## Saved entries
//! FFmpeg command builder and runner.

use std::path::{Path, PathBuf};
use std::process::Stdio;
use std::time::Duration;

use tokio::io::{AsyncBufReadExt, BufReader};
use tokio::process::Command;
use tracing::{debug, warn};

use crate::error::{MediaError, MediaResult};
use crate::progress::FfmpegProgress;

/// Number of non-progress stderr lines kept for error reports.
const STDERR_TAIL_LINES: usize = 20;

/// Builder for FFmpeg commands.
#[derive(Debug, Clone)]
pub struct FfmpegCommand {
    input: PathBuf,
    output: PathBuf,
    /// Arguments placed before `-i`
    input_args: Vec<String>,
    /// Arguments placed after `-i`
    output_args: Vec<String>,
    overwrite: bool,
    log_level: String,
}

impl FfmpegCommand {
    /// Create a new FFmpeg command.
    pub fn new(input: impl AsRef<Path>, output: impl AsRef<Path>) -> Self {
        Self {
            input: input.as_ref().to_path_buf(),
            output: output.as_ref().to_path_buf(),
            input_args: Vec::new(),
            output_args: Vec::new(),
            overwrite: true,
            log_level: "error".to_string(),
        }
    }

    pub fn input_arg(mut self, arg: impl Into<String>) -> Self {
        self.input_args.push(arg.into());
        self
    }

    pub fn output_arg(mut self, arg: impl Into<String>) -> Self {
        self.output_args.push(arg.into());
        self
    }

    /// Seek to `seconds` before decoding.
    pub fn seek(self, seconds: f64) -> Self {
        self.input_arg("-ss").input_arg(format!("{:.3}", seconds))
    }

    /// Limit the read duration.
    pub fn duration(self, seconds: f64) -> Self {
        self.input_arg("-t").input_arg(format!("{:.3}", seconds))
    }

    pub fn video_codec(self, codec: impl Into<String>) -> Self {
        self.output_arg("-c:v").output_arg(codec)
    }

    pub fn audio_codec(self, codec: impl Into<String>) -> Self {
        self.output_arg("-c:a").output_arg(codec)
    }

    /// Refuse to overwrite an existing output.
    pub fn no_overwrite(mut self) -> Self {
        self.overwrite = false;
        self
    }

    pub fn log_level(mut self, level: impl Into<String>) -> Self {
        self.log_level = level.into();
        self
    }

    pub fn output(&self) -> &Path {
        &self.output
    }

    /// Build the command arguments.
    pub fn build_args(&self) -> Vec<String> {
        let mut args = Vec::with_capacity(self.input_args.len() + self.output_args.len() + 10);

        args.push(if self.overwrite { "-y" } else { "-n" }.to_string());
        args.push("-v".to_string());
        args.push(self.log_level.clone());
        args.push("-progress".to_string());
        args.push("pipe:2".to_string());

        args.extend(self.input_args.iter().cloned());
        args.push("-i".to_string());
        args.push(self.input.to_string_lossy().to_string());

        args.extend(self.output_args.iter().cloned());
        args.push(self.output.to_string_lossy().to_string());

        args
    }
}

/// Runner for FFmpeg commands with progress tracking and timeout.
#[derive(Debug, Clone, Default)]
pub struct FfmpegRunner {
    timeout_secs: Option<u64>,
}

impl FfmpegRunner {
    pub fn new() -> Self {
        Self::default()
    }

    pub fn with_timeout(mut self, secs: u64) -> Self {
        self.timeout_secs = Some(secs);
        self
    }

    /// Run an FFmpeg command.
    pub async fn run(&self, cmd: &FfmpegCommand) -> MediaResult<()> {
        self.run_with_progress(cmd, |_| {}).await
    }

    /// Run an FFmpeg command, reporting each `-progress` block to the callback.
    pub async fn run_with_progress<F>(&self, cmd: &FfmpegCommand, progress_callback: F) -> MediaResult<()>
    where
        F: Fn(FfmpegProgress) + Send + 'static,
    {
        check_ffmpeg()?;

        let args = cmd.build_args();
        debug!("Running FFmpeg: ffmpeg {}", args.join(" "));

        let mut child = Command::new("ffmpeg")
            .args(&args)
            .stdin(Stdio::null())
            .stdout(Stdio::null())
            .stderr(Stdio::piped())
            .kill_on_drop(true)
            .spawn()?;

        let stderr = child
            .stderr
            .take()
            .ok_or_else(|| MediaError::ffmpeg_failed("stderr not captured", None, None))?;
        let mut lines = BufReader::new(stderr).lines();

        let reader = tokio::spawn(async move {
            let mut current = FfmpegProgress::default();
            let mut tail: Vec<String> = Vec::new();

            while let Ok(Some(line)) = lines.next_line().await {
                if line.contains('=') && !line.contains(' ') {
                    if let Some(snapshot) = current.apply_line(&line) {
                        progress_callback(snapshot);
                    }
                    continue;
                }
                if tail.len() == STDERR_TAIL_LINES {
                    tail.remove(0);
                }
                tail.push(line);
            }

            tail
        });

        let status = match self.timeout_secs {
            Some(secs) => match tokio::time::timeout(Duration::from_secs(secs), child.wait()).await {
                Ok(status) => status?,
                Err(_) => {
                    warn!("FFmpeg timed out after {} seconds, killing process", secs);
                    let _ = child.kill().await;
                    return Err(MediaError::Timeout(secs));
                }
            },
            None => child.wait().await?,
        };

        let tail = reader.await.unwrap_or_default();

        if status.success() {
            Ok(())
        } else {
            Err(MediaError::ffmpeg_failed(
                "FFmpeg exited with non-zero status",
                (!tail.is_empty()).then(|| tail.join("\n")),
                status.code(),
            ))
        }
    }
}

/// Check if FFmpeg is available.
pub fn check_ffmpeg() -> MediaResult<PathBuf> {
    which::which("ffmpeg").map_err(|_| MediaError::FfmpegNotFound)
}

/// Check if FFprobe is available.
pub fn check_ffprobe() -> MediaResult<PathBuf> {
    which::which("ffprobe").map_err(|_| MediaError::FfprobeNotFound)
}

#[cfg(test)]
mod tests {
    use super::*;

    #[test]
    fn test_command_builder() {
        let cmd = FfmpegCommand::new("input.mp4", "output.mp4")
            .seek(10.0)
            .duration(4.5)
            .video_codec("libx264")
            .audio_codec("aac");

        let args = cmd.build_args();
        assert_eq!(args[0], "-y");

        let ss = args.iter().position(|a| a == "-ss").unwrap();
        let input = args.iter().position(|a| a == "-i").unwrap();
        let codec = args.iter().position(|a| a == "-c:v").unwrap();
        assert!(ss < input, "seek must precede the input");
        assert!(codec > input, "codec must follow the input");
        assert_eq!(args[ss + 1], "10.000");
        assert!(args.contains(&"4.500".to_string()));
        assert_eq!(args.last().unwrap(), "output.mp4");
    }

    #[test]
    fn test_no_overwrite_flag() {
        let args = FfmpegCommand::new("a.mp4", "b.mp4").no_overwrite().build_args();
        assert_eq!(args[0], "-n");
    }
}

## EXERCISE DETAILS
Pull every line containing "child" out of the data above.

## ANSWER SECTION
        let mut child = Command::new("ffmpeg")
        let stderr = child
            Some(secs) => match tokio::time::timeout(Duration::from_secs(secs), child.wait()).await {
                    let _ = child.kill().await;
            None => child.wait().await?,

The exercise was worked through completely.